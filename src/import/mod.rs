// SPDX-FileCopyrightText: 2026 Bruno Meilick
// SPDX-License-Identifier: LicenseRef-OpenDAM-Proprietary
//
// All rights reserved.
//
// This file is part of Open DAM and is proprietary software.
// Unauthorized copying, modification, or distribution is prohibited.

//! Mirrors a directory tree from disk into a catalog.
//!
//! Directories become locations and regular files become files, created through the regular
//! mutation operations so the catalog invariants hold for imported data too. Importing the
//! same directory again reuses what is already there: entries are matched by name under the
//! same parent, missing ones are created and existing files get their metadata refreshed.

use std::collections::HashMap;
use std::fs;
use std::io::{self, BufReader};
use std::path::{Path, PathBuf};
use std::time::SystemTime;

use chrono::{DateTime, Utc};
use exif::{In, Tag};
use serde::{Deserialize, Serialize};
use serde_json::{Map, Value};
use thiserror::Error;
use tracing::{debug, info, warn};
use walkdir::{DirEntry, WalkDir};

use crate::model::{validate_name, Catalog, EntityId, FileId, FileKind, LocationId, Meta, ParentRef};
use crate::ops::CatalogError;

/// EXIF fields copied into `meta["exif"]` for image files, keyed by tag name.
const EXIF_TAGS: [Tag; 11] = [
    Tag::Make,
    Tag::Model,
    Tag::LensModel,
    Tag::DateTimeOriginal,
    Tag::ExposureTime,
    Tag::FNumber,
    Tag::PhotographicSensitivity,
    Tag::FocalLength,
    Tag::Orientation,
    Tag::PixelXDimension,
    Tag::PixelYDimension,
];

#[derive(Debug, Clone, PartialEq, Eq, Default, Serialize, Deserialize)]
#[serde(default, deny_unknown_fields)]
pub struct ImportOptions {
    /// Import entries whose name starts with `.`.
    pub include_hidden: bool,
    pub follow_links: bool,
    /// Depth limit below the imported directory (`1` imports direct children only).
    pub max_depth: Option<usize>,
}

#[derive(Debug, Clone, PartialEq, Eq)]
pub struct ImportReport {
    /// Location mirroring the imported directory itself.
    pub root: LocationId,
    /// Directories mirrored, the imported directory included.
    pub locations: usize,
    /// Regular files mirrored.
    pub files: usize,
    /// Locations and files that did not exist before this import.
    pub added: usize,
    /// Existing files whose metadata changed on disk.
    pub refreshed: usize,
    pub skipped: usize,
}

#[derive(Debug, Error)]
pub enum ImportError {
    #[error("{path:?} is not a directory")]
    NotADirectory { path: PathBuf },
    #[error("io error at {path:?}: {source}")]
    Io { path: PathBuf, source: io::Error },
    #[error(transparent)]
    Catalog(#[from] CatalogError),
}

/// Imports `dir` as a location under `parent`, or rescans it when `parent` already has a
/// location with the directory's name.
///
/// The catalog is only modified when the import succeeds as a whole. Unreadable entries and
/// entries with unusable names are skipped and counted in [`ImportReport::skipped`]. Entries
/// that disappeared from disk stay in the catalog.
pub fn import_dir(
    catalog: &mut Catalog,
    parent: ParentRef,
    dir: impl AsRef<Path>,
    options: &ImportOptions,
) -> Result<ImportReport, ImportError> {
    let dir = dir.as_ref();
    let root_path = fs::canonicalize(dir).map_err(|source| ImportError::Io {
        path: dir.to_path_buf(),
        source,
    })?;
    if !root_path.is_dir() {
        return Err(ImportError::NotADirectory { path: root_path });
    }

    let root_name = root_path
        .file_name()
        .map(|name| name.to_string_lossy().into_owned())
        .unwrap_or_else(|| root_path.to_string_lossy().replace('/', "_"));

    let mut working = catalog.clone();
    let mut added = 0;
    let root = match child_location(&working, &parent, &root_name) {
        Some(existing) => existing,
        None => {
            added += 1;
            working.create_location(&root_name, parent)?
        }
    };
    let mut report = ImportReport {
        root: root.clone(),
        locations: 1,
        files: 0,
        added,
        refreshed: 0,
        skipped: 0,
    };

    let mut dirs = HashMap::<PathBuf, LocationId>::new();
    dirs.insert(root_path.clone(), root);

    let mut walker = WalkDir::new(&root_path)
        .follow_links(options.follow_links)
        .sort_by_file_name();
    if let Some(max_depth) = options.max_depth {
        walker = walker.max_depth(max_depth);
    }

    let entries = walker
        .into_iter()
        .filter_entry(|entry| entry.depth() == 0 || options.include_hidden || !is_hidden(entry));

    for entry in entries {
        let entry = match entry {
            Ok(entry) => entry,
            Err(err) => {
                warn!(error = %err, "skipping unreadable entry");
                report.skipped += 1;
                continue;
            }
        };
        if entry.depth() == 0 {
            continue;
        }

        let path = entry.path();
        let Some(parent_id) = path.parent().and_then(|parent| dirs.get(parent)).cloned() else {
            // The containing directory was skipped.
            report.skipped += 1;
            continue;
        };

        let name = entry.file_name().to_string_lossy();
        if let Err(reason) = validate_name(&name) {
            warn!(path = %path.display(), %reason, "skipping entry with unusable name");
            report.skipped += 1;
            continue;
        }

        let file_type = entry.file_type();
        if file_type.is_dir() {
            let parent_ref = ParentRef::Location(parent_id);
            let location_id = match child_location(&working, &parent_ref, &name) {
                Some(existing) => existing,
                None => {
                    report.added += 1;
                    working.create_location(&name, parent_ref)?
                }
            };
            dirs.insert(path.to_path_buf(), location_id);
            report.locations += 1;
        } else if file_type.is_file() {
            let kind = path
                .extension()
                .map(|ext| FileKind::from_extension(&ext.to_string_lossy()))
                .unwrap_or_default();
            let meta = match file_meta(&entry, &kind) {
                Ok(meta) => meta,
                Err(err) => {
                    warn!(path = %path.display(), error = %err, "skipping unreadable file");
                    report.skipped += 1;
                    continue;
                }
            };

            match child_file(&working, &parent_id, &name) {
                Some(file_id) => {
                    if refresh_file_meta(&mut working, &file_id, meta)? {
                        report.refreshed += 1;
                    }
                }
                None => {
                    working.create_file(&name, &parent_id, kind, meta)?;
                    report.added += 1;
                }
            }
            report.files += 1;
        } else {
            debug!(path = %path.display(), "skipping special file");
            report.skipped += 1;
        }
    }

    *catalog = working;
    info!(
        dir = %root_path.display(),
        locations = report.locations,
        files = report.files,
        added = report.added,
        refreshed = report.refreshed,
        skipped = report.skipped,
        "imported directory"
    );
    Ok(report)
}

/// First location named `name` directly under `parent`.
fn child_location(catalog: &Catalog, parent: &ParentRef, name: &str) -> Option<LocationId> {
    catalog
        .children_of(parent)?
        .into_iter()
        .find_map(|child| match child {
            EntityId::Location(id) => catalog
                .location(&id)
                .filter(|location| location.name() == name)
                .map(|_| id),
            EntityId::File(_) => None,
        })
}

/// First file named `name` directly under `parent`.
fn child_file(catalog: &Catalog, parent: &LocationId, name: &str) -> Option<FileId> {
    let location = catalog.location(parent)?;
    location
        .files()
        .find(|file_id| {
            catalog
                .file(file_id)
                .map_or(false, |file| file.name() == name)
        })
        .cloned()
}

/// Merges freshly read keys over the stored meta. Keys set by other means are kept.
fn refresh_file_meta(
    catalog: &mut Catalog,
    file_id: &FileId,
    fresh: Meta,
) -> Result<bool, CatalogError> {
    let Some(file) = catalog.file(file_id) else {
        return Ok(false);
    };
    let mut merged = file.meta().clone();
    merged.extend(fresh);
    if &merged == file.meta() {
        return Ok(false);
    }
    catalog.set_file_meta(file_id, merged)?;
    Ok(true)
}

fn is_hidden(entry: &DirEntry) -> bool {
    entry
        .file_name()
        .to_str()
        .map_or(false, |name| name.starts_with('.'))
}

fn file_meta(entry: &DirEntry, kind: &FileKind) -> Result<Meta, walkdir::Error> {
    let metadata = entry.metadata()?;

    let mut meta = Meta::new();
    meta.insert(
        "path".to_owned(),
        Value::String(entry.path().to_string_lossy().into_owned()),
    );
    meta.insert("size".to_owned(), Value::from(metadata.len()));
    if let Ok(modified) = metadata.modified() {
        meta.insert("modified".to_owned(), Value::String(rfc3339(modified)));
    }
    if let Ok(created) = metadata.created() {
        meta.insert("created".to_owned(), Value::String(rfc3339(created)));
    }
    if kind.as_str() == FileKind::IMAGE {
        if let Some(fields) = exif_fields(entry.path()) {
            meta.insert("exif".to_owned(), Value::Object(fields));
        }
    }
    Ok(meta)
}

fn exif_fields(path: &Path) -> Option<Map<String, Value>> {
    let file = match fs::File::open(path) {
        Ok(file) => file,
        Err(err) => {
            debug!(path = %path.display(), error = %err, "cannot open file for exif");
            return None;
        }
    };
    let exif = match exif::Reader::new().read_from_container(&mut BufReader::new(file)) {
        Ok(exif) => exif,
        Err(
            exif::Error::NotFound(_) | exif::Error::NotSupported(_) | exif::Error::BlankValue(_),
        ) => return None,
        Err(err) => {
            debug!(path = %path.display(), error = %err, "unreadable exif");
            return None;
        }
    };

    let fields = EXIF_TAGS
        .iter()
        .filter_map(|tag| {
            let field = exif.get_field(*tag, In::PRIMARY)?;
            let value = field.display_value().to_string().replace(['\\', '"'], "");
            Some((tag.to_string(), Value::String(value)))
        })
        .collect::<Map<_, _>>();
    (!fields.is_empty()).then_some(fields)
}

fn rfc3339(time: SystemTime) -> String {
    DateTime::<Utc>::from(time).to_rfc3339()
}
☆ ☆ ☆ ☆ ☆
■ **TASK REQUIREMENTS**
Beginning at the opening line of the data, transcribe each line exactly until you reach the line with "pub struct ImportReport", which you also include, and go no further.

■ **ANSWER**
filename src/import/mod.rs
// SPDX-FileCopyrightText: 2026 Bruno Meilick
// SPDX-License-Identifier: LicenseRef-OpenDAM-Proprietary
//
// All rights reserved.
//
// This file is part of Open DAM and is proprietary software.
// Unauthorized copying, modification, or distribution is prohibited.

//! Mirrors a directory tree from disk into a catalog.
//!
//! Directories become locations and regular files become files, created through the regular
//! mutation operations so the catalog invariants hold for imported data too. Importing the
//! same directory again reuses what is already there: entries are matched by name under the
//! same parent, missing ones are created and existing files get their metadata refreshed.

use std::collections::HashMap;
use std::fs;
use std::io::{self, BufReader};
use std::path::{Path, PathBuf};
use std::time::SystemTime;

use chrono::{DateTime, Utc};
use exif::{In, Tag};
use serde::{Deserialize, Serialize};
use serde_json::{Map, Value};
use thiserror::Error;
use tracing::{debug, info, warn};
use walkdir::{DirEntry, WalkDir};

use crate::model::{validate_name, Catalog, EntityId, FileId, FileKind, LocationId, Meta, ParentRef};
use crate::ops::CatalogError;

/// EXIF fields copied into `meta["exif"]` for image files, keyed by tag name.
const EXIF_TAGS: [Tag; 11] = [
    Tag::Make,
    Tag::Model,
    Tag::LensModel,
    Tag::DateTimeOriginal,
    Tag::ExposureTime,
    Tag::FNumber,
    Tag::PhotographicSensitivity,
    Tag::FocalLength,
    Tag::Orientation,
    Tag::PixelXDimension,
    Tag::PixelYDimension,
];

#[derive(Debug, Clone, PartialEq, Eq, Default, Serialize, Deserialize)]
#[serde(default, deny_unknown_fields)]
pub struct ImportOptions {
    /// Import entries whose name starts with `.`.
    pub include_hidden: bool,
    pub follow_links: bool,
    /// Depth limit below the imported directory (`1` imports direct children only).
    pub max_depth: Option<usize>,
}

#[derive(Debug, Clone, PartialEq, Eq)]
pub struct ImportReport {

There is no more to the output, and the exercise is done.